### [Assignment]
Search the records for the string "HasObjective". Copy each line where it occurs.

### [Record set]
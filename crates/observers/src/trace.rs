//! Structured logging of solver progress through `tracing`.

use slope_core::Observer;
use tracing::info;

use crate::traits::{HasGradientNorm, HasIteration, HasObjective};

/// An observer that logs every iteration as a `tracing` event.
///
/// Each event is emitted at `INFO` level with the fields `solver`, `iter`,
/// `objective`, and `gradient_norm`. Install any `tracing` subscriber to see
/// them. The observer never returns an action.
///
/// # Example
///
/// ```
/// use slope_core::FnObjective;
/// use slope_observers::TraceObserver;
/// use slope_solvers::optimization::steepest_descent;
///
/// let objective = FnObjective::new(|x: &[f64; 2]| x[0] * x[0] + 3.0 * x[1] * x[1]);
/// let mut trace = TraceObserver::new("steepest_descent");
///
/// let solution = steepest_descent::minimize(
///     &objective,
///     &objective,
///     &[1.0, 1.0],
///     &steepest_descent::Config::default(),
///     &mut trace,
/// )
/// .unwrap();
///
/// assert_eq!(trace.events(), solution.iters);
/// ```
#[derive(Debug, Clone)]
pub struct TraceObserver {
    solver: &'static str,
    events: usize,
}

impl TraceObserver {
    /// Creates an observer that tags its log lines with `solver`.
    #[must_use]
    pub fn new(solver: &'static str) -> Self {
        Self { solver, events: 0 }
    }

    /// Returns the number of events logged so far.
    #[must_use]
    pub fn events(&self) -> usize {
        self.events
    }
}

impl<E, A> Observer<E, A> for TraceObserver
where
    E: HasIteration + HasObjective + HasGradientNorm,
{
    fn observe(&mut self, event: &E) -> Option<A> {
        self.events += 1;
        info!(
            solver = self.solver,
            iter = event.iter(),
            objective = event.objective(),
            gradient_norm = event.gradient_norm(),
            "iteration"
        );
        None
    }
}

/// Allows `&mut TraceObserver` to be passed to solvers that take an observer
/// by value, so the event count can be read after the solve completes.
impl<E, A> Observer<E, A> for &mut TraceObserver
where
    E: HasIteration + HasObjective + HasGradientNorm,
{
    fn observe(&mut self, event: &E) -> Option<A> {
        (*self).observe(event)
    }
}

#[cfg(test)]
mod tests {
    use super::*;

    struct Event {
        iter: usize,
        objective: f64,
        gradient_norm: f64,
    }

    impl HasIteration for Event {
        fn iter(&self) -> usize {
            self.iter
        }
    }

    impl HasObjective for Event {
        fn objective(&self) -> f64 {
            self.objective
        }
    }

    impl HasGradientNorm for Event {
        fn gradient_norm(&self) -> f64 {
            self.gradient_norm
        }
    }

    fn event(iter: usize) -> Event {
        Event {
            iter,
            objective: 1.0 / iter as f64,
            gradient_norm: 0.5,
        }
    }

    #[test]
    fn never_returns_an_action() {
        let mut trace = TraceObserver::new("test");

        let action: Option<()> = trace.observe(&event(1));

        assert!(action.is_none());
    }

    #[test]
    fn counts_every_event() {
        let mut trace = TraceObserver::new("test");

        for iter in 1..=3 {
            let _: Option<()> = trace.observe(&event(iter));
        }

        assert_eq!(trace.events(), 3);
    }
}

### [Reply]
use crate::traits::{HasGradientNorm, HasIteration, HasObjective};
    E: HasIteration + HasObjective + HasGradientNorm,
    E: HasIteration + HasObjective + HasGradientNorm,
    impl HasObjective for Event {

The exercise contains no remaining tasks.